Odio l’Occidente, dice Dimitri Medvedev. "È bastardo e degenerato. Farò di tutto per farlo sparire". E allora vengono in mente i versi di Alexander Blok, che in ‘’Sciti’’ se la prendeva con gli europei occidentali: dicono che siamo asiatici e non europei, ebbene sì, siamo sciti, siamo asiatici, abbiamo occhi obliqui e feroci! Provate a sfidarci e ve ne accorgerete. Era il 1918 e la Russia stava cadendo nelle mani dei bolscevichi. In Occidente giungevano notizie terribili: epurazioni e esecuzioni. Sterminata la dinastia dei Romanov. Milioni di ‘’antisistema’’ sacrificati sull’altare del marxismo. Come un trentennio dopo sarebbe accaduto nella Cina di Mao. Joseph Conrad, esule ucraino in Inghilterra, ne aveva trattato nei suoi romanzi: l’animo russo è asiatico, non europeo. La sua ferocia ha radici lontane, nelle steppe della Siberia meridionale, fra i nomadi sciti che per secoli avevano schiavizzato gli slavi. Ed è riemerso irreprimibile a dispetto dell’illusione di Pietro il Grande che per avvicinare il suo impero all’Europa aveva fondato una nuova capitale, San Pietroburgo, e aveva schiacciato i boiardi.

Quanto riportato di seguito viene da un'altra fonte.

// src/notify/channels.rs

//! Concrete channel senders.
//!
//! Each sender is constructed explicitly (credentials read once from the
//! environment) and injected into the router. A sender with missing
//! credentials still constructs; its sends fail immediately with a
//! delivery error instead of panicking at startup.

use async_trait::async_trait;
use reqwest::Client;

use crate::error::{AppError, Result};
use crate::models::ChannelsConfig;
use crate::notify::ChannelSender;

/// Telegram Bot API sender.
pub struct TelegramSender {
    client: Client,
    token: Option<String>,
}

impl TelegramSender {
    pub fn new(client: Client, token: Option<String>) -> Self {
        Self { client, token }
    }

    pub fn from_env(config: &ChannelsConfig, client: Client) -> Self {
        Self::new(client, read_env(&config.telegram_token_env))
    }
}

#[async_trait]
impl ChannelSender for TelegramSender {
    async fn send(&self, recipient: &str, text: &str) -> Result<()> {
        let token = self
            .token
            .as_ref()
            .ok_or_else(|| AppError::delivery("telegram", "bot token not configured"))?;

        let url = format!("https://api.telegram.org/bot{token}/sendMessage");
        let response = self
            .client
            .post(&url)
            .form(&[
                ("chat_id", recipient),
                ("text", text),
                ("disable_web_page_preview", "true"),
            ])
            .send()
            .await?;

        if !response.status().is_success() {
            return Err(AppError::delivery(
                "telegram",
                format!("API returned {}", response.status()),
            ));
        }
        Ok(())
    }
}

/// WhatsApp sender backed by the Twilio Messages API.
///
/// Recipients are expected in Twilio WhatsApp format
/// (`whatsapp:+91XXXXXXXXXX`).
pub struct WhatsAppSender {
    client: Client,
    credentials: Option<TwilioCredentials>,
}

struct TwilioCredentials {
    account_sid: String,
    auth_token: String,
    from_number: String,
}

impl WhatsAppSender {
    pub fn new(
        client: Client,
        account_sid: Option<String>,
        auth_token: Option<String>,
        from_number: Option<String>,
    ) -> Self {
        let credentials = match (account_sid, auth_token, from_number) {
            (Some(account_sid), Some(auth_token), Some(from_number)) => Some(TwilioCredentials {
                account_sid,
                auth_token,
                from_number,
            }),
            _ => None,
        };
        Self {
            client,
            credentials,
        }
    }

    pub fn from_env(config: &ChannelsConfig, client: Client) -> Self {
        Self::new(
            client,
            read_env(&config.twilio_sid_env),
            read_env(&config.twilio_token_env),
            read_env(&config.twilio_whatsapp_from_env),
        )
    }
}

#[async_trait]
impl ChannelSender for WhatsAppSender {
    async fn send(&self, recipient: &str, text: &str) -> Result<()> {
        let creds = self
            .credentials
            .as_ref()
            .ok_or_else(|| AppError::delivery("whatsapp", "Twilio not configured"))?;

        let url = format!(
            "https://api.twilio.com/2010-04-01/Accounts/{}/Messages.json",
            creds.account_sid
        );
        let response = self
            .client
            .post(&url)
            .basic_auth(&creds.account_sid, Some(&creds.auth_token))
            .form(&[
                ("From", creds.from_number.as_str()),
                ("To", recipient),
                ("Body", text),
            ])
            .send()
            .await?;

        if !response.status().is_success() {
            return Err(AppError::delivery(
                "whatsapp",
                format!("Twilio returned {}", response.status()),
            ));
        }
        Ok(())
    }
}

fn read_env(name: &str) -> Option<String> {
    std::env::var(name).ok().filter(|v| !v.trim().is_empty())
}

#[cfg(test)]
mod tests {
    use super::*;

    #[tokio::test]
    async fn unconfigured_telegram_fails_without_network() {
        let sender = TelegramSender::new(Client::new(), None);
        let err = sender.send("123", "hello").await.unwrap_err();
        assert!(!err.is_transient());
        assert!(err.to_string().contains("telegram"));
    }

    #[tokio::test]
    async fn unconfigured_whatsapp_fails_without_network() {
        let sender = WhatsAppSender::new(Client::new(), Some("sid".into()), None, None);
        let err = sender.send("whatsapp:+911234567890", "hi").await.unwrap_err();
        assert!(err.to_string().contains("whatsapp"));
    }
}
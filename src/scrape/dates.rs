// src/scrape/dates.rs

//! Heterogeneous date resolution.
//!
//! Sources publish dates as inline text, tag attributes, metadata, or not
//! at all. `find_date` scans free text with ordered shape matchers;
//! `find_date_in_page` walks a whole page through progressively blunter
//! strategies. Both return `None` on failure so the caller can substitute
//! its own default.

use std::sync::OnceLock;

use chrono::NaiveDate;
use regex::Regex;
use scraper::{Html, Selector};

/// Date-shape patterns, tried in order. The first shape that matches
/// anywhere in the text gets a chance to parse before later shapes.
fn date_shapes() -> &'static [Regex] {
    static SHAPES: OnceLock<Vec<Regex>> = OnceLock::new();
    SHAPES.get_or_init(|| {
        [
            r"\d{1,2}\s+[A-Za-z]{3,9}\s+\d{4}", // 29 November 2025
            r"\d{1,2}-\d{1,2}-\d{4}",           // 29-11-2025
            r"\d{4}-\d{1,2}-\d{1,2}",           // 2025-11-29
            r"\d{1,2}/\d{1,2}/\d{4}",           // 29/11/2025
            r"[A-Za-z]{3,9}\s+\d{1,2},\s*\d{4}", // November 29, 2025
        ]
        .iter()
        .map(|p| Regex::new(p).expect("date shape patterns are valid"))
        .collect()
    })
}

/// Calendar formats attempted against each shape match, in order.
const DATE_FORMATS: [&str; 7] = [
    "%d %B %Y",
    "%d-%m-%Y",
    "%Y-%m-%d",
    "%d/%m/%Y",
    "%B %d, %Y",
    "%b %d, %Y",
    "%d %b %Y",
];

fn parse_with_formats(s: &str) -> Option<NaiveDate> {
    DATE_FORMATS
        .iter()
        .find_map(|fmt| NaiveDate::parse_from_str(s, fmt).ok())
}

/// Find the first parseable date-like pattern in a text string.
pub fn find_date(text: &str) -> Option<NaiveDate> {
    let text = text.trim();
    if text.is_empty() {
        return None;
    }

    for shape in date_shapes() {
        if let Some(m) = shape.find(text) {
            if let Some(date) = parse_with_formats(m.as_str()) {
                return Some(date);
            }
        }
    }

    // Last resort: the whole string may itself be a bare date token.
    parse_with_formats(text)
}

/// Extract a publication date from a full HTML page.
///
/// Strategies, in order: a `<time>` element's machine-readable value then
/// its text; standard publish-date meta tags; elements whose class hints
/// at a date; finally the page's entire visible text.
pub fn find_date_in_page(html: &str) -> Option<NaiveDate> {
    let document = Html::parse_document(html);

    // 1) <time datetime="..."> or <time> text
    let time_sel = Selector::parse("time").expect("static selector");
    if let Some(time) = document.select(&time_sel).next() {
        let value = time
            .value()
            .attr("datetime")
            .map(str::to_string)
            .unwrap_or_else(|| element_text(&time));
        if let Some(date) = find_date(&value) {
            return Some(date);
        }
    }

    // 2) publish-date meta tags
    const META_SELECTORS: [&str; 5] = [
        "meta[property='article:published_time']",
        "meta[name='pubdate']",
        "meta[name='publish-date']",
        "meta[name='publish_date']",
        "meta[property='og:published_time']",
    ];
    for sel in META_SELECTORS {
        let selector = Selector::parse(sel).expect("static selector");
        if let Some(meta) = document.select(&selector).next() {
            if let Some(content) = meta.value().attr("content") {
                if let Some(date) = find_date(content) {
                    return Some(date);
                }
            }
        }
    }

    // 3) elements whose class hints at a posted/publish date
    const CLASS_HINTS: [&str; 5] = ["date", "posted", "publish", "time", "meta"];
    let hinted_sel = Selector::parse("span, div, p").expect("static selector");
    for element in document.select(&hinted_sel) {
        let class = element.value().attr("class").unwrap_or("");
        let class_lower = class.to_lowercase();
        if CLASS_HINTS.iter().any(|hint| class_lower.contains(hint)) {
            if let Some(date) = find_date(&element_text(&element)) {
                return Some(date);
            }
        }
    }

    // 4) fallback: first date-like pattern anywhere in the visible text
    let full_text = document
        .root_element()
        .text()
        .collect::<Vec<_>>()
        .join(" ");
    find_date(&full_text)
}

/// Collect an element's visible text with whitespace collapsed.
pub fn element_text(element: &scraper::ElementRef) -> String {
    element
        .text()
        .collect::<String>()
        .split_whitespace()
        .collect::<Vec<_>>()
        .join(" ")
}

#[cfg(test)]
mod tests {
    use super::*;

    fn expected() -> NaiveDate {
        NaiveDate::from_ymd_opt(2025, 11, 28).unwrap()
    }

    #[test]
    fn supported_literal_formats_agree() {
        for literal in [
            "28/11/2025",
            "28-11-2025",
            "2025-11-28",
            "28 November 2025",
        ] {
            assert_eq!(find_date(literal), Some(expected()), "literal: {literal}");
        }
    }

    #[test]
    fn month_first_and_abbreviated_forms() {
        assert_eq!(find_date("November 28, 2025"), Some(expected()));
        assert_eq!(find_date("Nov 28, 2025"), Some(expected()));
        assert_eq!(find_date("28 Nov 2025"), Some(expected()));
    }

    #[test]
    fn date_embedded_in_surrounding_text() {
        assert_eq!(
            find_date("Posted on 28/11/2025 by the exam cell"),
            Some(expected())
        );
    }

    #[test]
    fn unparseable_text_is_none() {
        assert_eq!(find_date(""), None);
        assert_eq!(find_date("no date here"), None);
        assert_eq!(find_date("99/99/2025"), None);
    }

    #[test]
    fn page_time_element_machine_value_wins() {
        let html = r#"<html><body>
            <time datetime="2025-11-28">yesterday</time>
            <p>Posted 01/01/2020</p>
        </body></html>"#;
        assert_eq!(find_date_in_page(html), Some(expected()));
    }

    #[test]
    fn page_meta_tag() {
        let html = r#"<html><head>
            <meta property="article:published_time" content="2025-11-28T09:00:00" />
        </head><body></body></html>"#;
        assert_eq!(find_date_in_page(html), Some(expected()));
    }

    #[test]
    fn page_class_hinted_element() {
        let html = r#"<html><body>
            <span class="post-date">28 November 2025</span>
        </body></html>"#;
        assert_eq!(find_date_in_page(html), Some(expected()));
    }

    #[test]
    fn page_full_text_fallback() {
        let html = r#"<html><body>
            <div>Circular issued 28-11-2025 regarding exams</div>
        </body></html>"#;
        assert_eq!(find_date_in_page(html), Some(expected()));
    }

    #[test]
    fn page_without_any_date_is_none() {
        let html = "<html><body><p>nothing dated here</p></body></html>";
        assert_eq!(find_date_in_page(html), None);
    }
}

Nella Russia di Putin i boiardi sono tornati. Sono coloro che formano l’oligarchia di potere e che – come scrisse Karl August Wittfogel, un comunista pentito – confermano l’antica vocazione al ‘’Despotismo Orientale’’ (titolo del libro). Ebbene il succitato Medvedev è uno di questi boiardi. Ha coperto l’interregno presidenziale quando Vladimir Putin non potè rimanere in carica per più di due mandati consecutivi (la forma andava salvata). Poi ne fu primo ministro. Ora ne è il braccio destro. E la sua esternazione merita attenzione perché è sempre stato considerato un moderato. Ma l’ex moderato presume di avere dietro di sè i connazionali. Possibile, anzi probabile stando a sondaggi di fonte baltica. Anche la Russia del postcomunismo rimane asiatica, refrattaria ai nostri valori. E se la storia e la cultura non bastassero, guardare la carta geografica.